In [2]:
from pyspark.sql import SparkSession
from pyspark.sql.functions import from_json, col, avg, window
from pyspark.sql.types import StructType, StructField, StringType, DoubleType

In [3]:
spark = SparkSession.builder.appName("Streaming-IoT").getOrCreate()

In [4]:
dataframe_stream = spark.readStream.format("socket").option("host", "localhost").option("port", 9999).load()

In [5]:
schema = StructType([
    StructField("timestamp", StringType()),
    StructField("sensor_id", StringType()),
    StructField("equipment_id", StringType()),
    StructField("temperature", DoubleType()),
    StructField("vibration", DoubleType()),
    StructField("pressure", DoubleType()),
    StructField("status", StringType())
])

dataframe_parsed = dataframe_stream.select(from_json(col("value"), schema).alias("data")).select("data.*")

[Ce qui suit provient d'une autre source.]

use proptest::prelude::*;
use rand::rngs::SmallRng;
use rand::{Rng, SeedableRng};

use octree_patch::prelude::*;

mod util;
use util::{oct_patch, quad_patch};

fn assert_symmetric<T: SpatialTree>(patch: &OctreePatch<T>) {
    for cell in patch.cells() {
        for face in 0..cell.face_count() {
            for &neigh in cell.face_adjacencies(face) {
                let other = patch.cell(neigh).unwrap();
                assert!(
                    other.face_adjacencies(face ^ 1).contains(&cell.id()),
                    "{} -> {neigh} on face {face} has no way back",
                    cell.id()
                );
            }
        }
    }
    for iface in patch.interfaces() {
        let owner = iface.owner();
        let cell = patch.cell(owner.cell).unwrap();
        assert!(cell.face_interfaces(owner.face).contains(&iface.id()));
        if let Some(side) = iface.neigh() {
            assert_eq!(side.face, owner.face ^ 1);
            let neigh = patch.cell(side.cell).unwrap();
            assert!(neigh.face_interfaces(side.face).contains(&iface.id()));
            assert!(cell.face_adjacencies(owner.face).contains(&side.cell));
        }
    }
}

fn refine_randomly<T: SpatialTree>(patch: &mut OctreePatch<T>, seed: u64, rounds: usize, max_level: u8) {
    let mut rng = SmallRng::seed_from_u64(seed);
    for _ in 0..rounds {
        let ids: Vec<EntityId> = patch.cells().map(|c| c.id()).collect();
        for id in ids {
            if rng.gen_bool(0.25) && patch.cell_level(id).unwrap() < max_level {
                patch.mark_cell_for_refinement(id).unwrap();
            }
        }
        patch.update(true).unwrap();
        assert_symmetric(patch);
    }
}

proptest! {
    #![proptest_config(ProptestConfig::with_cases(16))]

    #[test]
    fn quadtree_adjacency_is_symmetric(seed in any::<u64>(), rounds in 1usize..4) {
        let mut patch = quad_patch(2);
        refine_randomly(&mut patch, seed, rounds, 6);
        prop_assert!(patch.validate_invariants().is_ok());
    }

    #[test]
    fn octree_adjacency_is_symmetric(seed in any::<u64>()) {
        let mut patch = oct_patch(1);
        refine_randomly(&mut patch, seed, 2, 3);
        prop_assert!(patch.validate_invariants().is_ok());
    }
}

#[test]
fn bootstrap_is_symmetric() {
    assert_symmetric(&quad_patch(3));
    assert_symmetric(&oct_patch(2));
}
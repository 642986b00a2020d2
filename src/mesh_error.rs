//! MeshError: unified error type for octree-patch public APIs
//!
//! Every fallible operation of the crate reports through this enum. Variants
//! documented as *fatal* leave the patch in an unspecified state: the caller
//! must drop or rebuild the patch rather than retry the operation.

use crate::topology::id::EntityId;
use thiserror::Error;

/// Unified error type for patch, index and synchronization operations.
#[derive(Debug, Error, Clone, PartialEq)]
pub enum MeshError {
    /// Attempted to construct an [`EntityId`] with a zero value.
    #[error("EntityId must be non-zero (0 is reserved as the null id)")]
    InvalidEntityId,

    /// A synchronization was requested after an adaption that did not build
    /// the change mapping, while the mesh still holds cells. Fatal.
    #[error("unable to sync the patch after an unmapped adaption")]
    UnmappedAdaption,

    /// A live cell has no entry in the octant index. Fatal.
    #[error("index corrupted: cell {0} has no associated octant")]
    CellWithoutOctant(EntityId),

    /// An octant that must be imported has no cell assigned. Fatal.
    #[error("index corrupted: octant {id} (internal: {internal}) has no associated cell")]
    OctantWithoutCell { id: u32, internal: bool },

    /// The requested cell is not stored in the patch.
    #[error("cell {0} not found")]
    MissingCell(EntityId),

    /// The requested interface is not stored in the patch.
    #[error("interface {0} not found")]
    MissingInterface(EntityId),

    /// The requested vertex is not stored in the patch.
    #[error("vertex {0} not found")]
    MissingVertex(EntityId),

    /// An entity with the given id already exists.
    #[error("entity {0} already exists")]
    DuplicateEntity(EntityId),

    /// Face index outside the face range of an element.
    #[error("face {face} out of range (element has {count} faces)")]
    FaceOutOfRange { face: usize, count: usize },

    /// Entry index outside the list stored for a face.
    #[error("entry {index} out of range for face {face} (face holds {count} entries)")]
    EntryOutOfRange {
        face: usize,
        index: usize,
        count: usize,
    },

    /// Neighbourhood data was requested on a cell that does not store it.
    #[error("neighbourhood storage is disabled for this cell")]
    NeighbourhoodDisabled,

    /// Connectivity does not match what the element type requires.
    #[error("invalid connectivity: expected {expected} entries, found {found}")]
    InvalidConnectivity { expected: usize, found: usize },

    /// Only uniform scaling is supported by octree patches. Not fatal: the
    /// patch is left untouched.
    #[error("octree patch only allows uniform scaling, got {0:?}")]
    NonUniformScaling([f64; 3]),

    /// Only two- and three-dimensional patches are supported.
    #[error("unsupported dimension {0} (expected 2 or 3)")]
    UnsupportedDimension(usize),

    /// Tree-level request that cannot be honoured (index out of range,
    /// marker on a ghost, level above the maximum, ...).
    #[error("tree error: {0}")]
    Tree(String),

    /// A structural invariant does not hold. Fatal.
    #[error("invariant violation: {0}")]
    InvariantViolation(String),
}
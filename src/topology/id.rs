//! `EntityId`: a strong, zero-cost handle for patch entities
//!
//! Cells, interfaces and vertices of a patch are addressed by a unique,
//! opaque identifier. `EntityId` wraps a nonzero `u64` so that 0 is reserved
//! as the null sentinel; `Option<EntityId>` is the nullable form and has the
//! same size as the id itself.
//!
//! Ids are dense per entity kind (the patch hands out the lowest free id) and
//! are reused once the entity that held them has been removed and the store
//! committed.

use crate::mesh_error::MeshError;
use std::{fmt, num::NonZeroU64};

/// Identifier of a cell, interface or vertex of a patch.
///
/// # Memory layout
/// `repr(transparent)` over `NonZeroU64`: the id has the ABI of a `u64` and
/// can be exchanged with peers as one.
#[derive(
    Copy,
    Clone,
    PartialEq,
    Eq,
    Hash,
    PartialOrd,
    Ord,
    serde::Serialize,
    serde::Deserialize,
    bytemuck::NoUninit,
)]
#[repr(transparent)]
pub struct EntityId(NonZeroU64);

impl EntityId {
    /// Creates a new `EntityId` from a raw `u64` value.
    ///
    /// Returns [`MeshError::InvalidEntityId`] if `raw == 0`.
    ///
    /// ```rust
    /// # use octree_patch::topology::id::EntityId;
    /// let id = EntityId::new(1).unwrap();
    /// assert_eq!(id.get(), 1);
    /// assert!(EntityId::new(0).is_err());
    /// ```
    #[inline]
    pub fn new(raw: u64) -> Result<Self, MeshError> {
        NonZeroU64::new(raw)
            .map(EntityId)
            .ok_or(MeshError::InvalidEntityId)
    }

    /// Returns the inner `u64` value.
    #[inline]
    pub const fn get(self) -> u64 {
        self.0.get()
    }

    /// Zero-based slot of the id, for dense arrays indexed by entity.
    #[inline]
    pub const fn index(self) -> usize {
        (self.0.get() - 1) as usize
    }

    /// Inverse of [`EntityId::index`].
    #[inline]
    pub fn from_index(index: usize) -> Self {
        // index + 1 never wraps to zero for any usize that fits in memory
        EntityId(NonZeroU64::MIN.saturating_add(index as u64))
    }
}

impl fmt::Debug for EntityId {
    fn fmt(&self, f: &mut fmt::Formatter<'_>) -> fmt::Result {
        f.debug_tuple("EntityId").field(&self.get()).finish()
    }
}

impl fmt::Display for EntityId {
    fn fmt(&self, f: &mut fmt::Formatter<'_>) -> fmt::Result {
        write!(f, "{}", self.get())
    }
}

impl TryFrom<u64> for EntityId {
    type Error = MeshError;

    fn try_from(raw: u64) -> Result<Self, Self::Error> {
        EntityId::new(raw)
    }
}

impl From<EntityId> for u64 {
    fn from(id: EntityId) -> Self {
        id.get()
    }
}

/// Peers exchange ids as plain `u64` values.
#[cfg(feature = "mpi-support")]
unsafe impl mpi::datatype::Equivalence for EntityId {
    type Out = <u64 as mpi::datatype::Equivalence>::Out;

    fn equivalent_datatype() -> Self::Out {
        u64::equivalent_datatype()
    }
}

#[cfg(test)]
mod layout_tests {
    use super::*;
    use static_assertions::{assert_eq_align, assert_eq_size};

    assert_eq_size!(EntityId, u64);
    assert_eq_size!(Option<EntityId>, u64);
    assert_eq_align!(EntityId, u64);
}

#[cfg(test)]
mod tests {
    use super::*;

    #[test]
    fn zero_is_rejected() {
        assert_eq!(EntityId::new(0), Err(MeshError::InvalidEntityId));
    }

    #[test]
    fn index_round_trip() {
        for raw in [1u64, 2, 17, 1 << 40] {
            let id = EntityId::new(raw).unwrap();
            assert_eq!(EntityId::from_index(id.index()), id);
        }
        assert_eq!(EntityId::from_index(0).get(), 1);
    }

    #[test]
    fn debug_and_display() {
        let id = EntityId::new(7).unwrap();
        assert_eq!(format!("{:?}", id), "EntityId(7)");
        assert_eq!(format!("{}", id), "7");
    }

    #[test]
    fn json_roundtrip() {
        let id = EntityId::new(123).unwrap();
        let s = serde_json::to_string(&id).unwrap();
        let back: EntityId = serde_json::from_str(&s).unwrap();
        assert_eq!(back, id);
    }

    #[test]
    fn bincode_roundtrip() {
        let id = EntityId::new(456).unwrap();
        let bytes = bincode::serialize(&id).unwrap();
        let back: EntityId = bincode::deserialize(&bytes).unwrap();
        assert_eq!(back, id);
    }
}
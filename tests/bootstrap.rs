use octree_patch::prelude::*;

mod util;
use util::records;

fn bootstrap(level: u8) -> (OctreePatch<OcTree>, Vec<AdaptionInfo>) {
    let config = PatchConfig {
        dimension: 3,
        dh: 1.0 / f64::from(1u32 << level),
        max_level: 6,
        ..PatchConfig::default()
    };
    let mut patch = OctreePatch::<OcTree>::new(&config).unwrap();
    assert!(patch.is_empty());
    let infos = patch.update(true).unwrap();
    (patch, infos)
}

#[test]
fn empty_mesh_imports_every_leaf() {
    let (patch, infos) = bootstrap(2);
    let created = records(&infos, AdaptionType::Creation, AdaptionEntity::Cell);
    assert_eq!(created.len(), 1);
    assert_eq!(created[0].current.len(), 64);
    assert_eq!(created[0].rank, 0);
    assert!(infos.iter().all(|i| i.kind != AdaptionType::Deletion));

    assert_eq!(patch.cell_count(), 64);
    assert_eq!(patch.internal_count(), 64);
    assert_eq!(patch.ghost_count(), 0);
    assert_eq!(patch.vertex_count(), 125);
    // 144 shared faces + 96 on the border
    assert_eq!(patch.interface_count(), 240);
    let created_interfaces = records(&infos, AdaptionType::Creation, AdaptionEntity::Interface);
    assert_eq!(created_interfaces[0].current.len(), 240);
    patch.validate_invariants().unwrap();
}

#[test]
fn shared_faces_are_linked_and_border_faces_are_not() {
    let (patch, _) = bootstrap(2);
    for cell in patch.cells() {
        let centre = patch.eval_cell_centroid(cell.id()).unwrap();
        let half = patch.eval_cell_size(cell.id()).unwrap() / 2.0;
        for face in 0..cell.face_count() {
            let axis = face / 2;
            let boundary = if face % 2 == 0 {
                centre[axis] - half
            } else {
                centre[axis] + half
            };
            let on_border = boundary.abs() < 1e-12 || (boundary - 1.0).abs() < 1e-12;
            assert_eq!(cell.is_face_border(face), on_border, "cell {} face {face}", cell.id());
            let expected = usize::from(!on_border);
            assert_eq!(cell.face_adjacency_count(face), expected);
            assert_eq!(cell.face_interface_count(face), 1);
        }
    }
}

#[test]
fn created_cells_sit_on_their_octants() {
    let (patch, infos) = bootstrap(1);
    let created = records(&infos, AdaptionType::Creation, AdaptionEntity::Cell);
    for &id in &created[0].current {
        let octant = patch.cell_octant(id).unwrap();
        assert!(octant.internal);
        assert_eq!(patch.octant_cell(octant), Some(id));
        assert_eq!(patch.cell_level(id).unwrap(), 1);
        assert_eq!(patch.eval_cell_volume(id).unwrap(), 0.125);
        let centre = patch.eval_cell_centroid(id).unwrap();
        assert!(patch.is_point_inside_cell(id, centre).unwrap());
        assert_eq!(patch.locate_point(centre), Some(id));
    }
}

#[test]
fn default_config_is_a_single_cell() {
    let (patch, infos) = bootstrap(0);
    assert_eq!(patch.cell_count(), 1);
    assert_eq!(patch.vertex_count(), 8);
    assert_eq!(patch.interface_count(), 6);
    assert_eq!(infos.len(), 2);
}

dataframe_agg = dataframe_parsed.groupBy(
    window(col("timestamp"), "5 minutes"), col("sensor_id")
).agg(
    avg("temperature").alias("avg_temperature"),
    avg("vibration").alias("avg_vibration"),
    avg("pressure").alias("avg_pressure")
)

In [None]:
query = dataframe_agg.writeStream.outputMode("complete").format("console").start()
query.awaitTermination()

---
## Fenêtre glissante de 1 minute

In [None]:
dataframe_agg_1min = dataframe_parsed.groupBy(
    window(col("timestamp"), "1 minute"),
    col("sensor_id")
).agg(
    avg("temp").alias("avg_temp")
)

query_1min = dataframe_agg_1min.writeStream \
    .outputMode("complete") \
    .format("console") \
    .option("truncate", "false") \
    .start()

# query_1min.awaitTermination()

---
## Sauvegarde des résultats en Parquet

In [None]:
output_path = "data/output/streaming_temp.parquet"

query_parquet = dataframe_agg_1min.writeStream \
    .outputMode("append") \
    .format("parquet") \
    .option("path", output_path) \
    .option("checkpointLocation", "data/output/checkpoint") \
    .start()

# query_parquet.awaitTermination()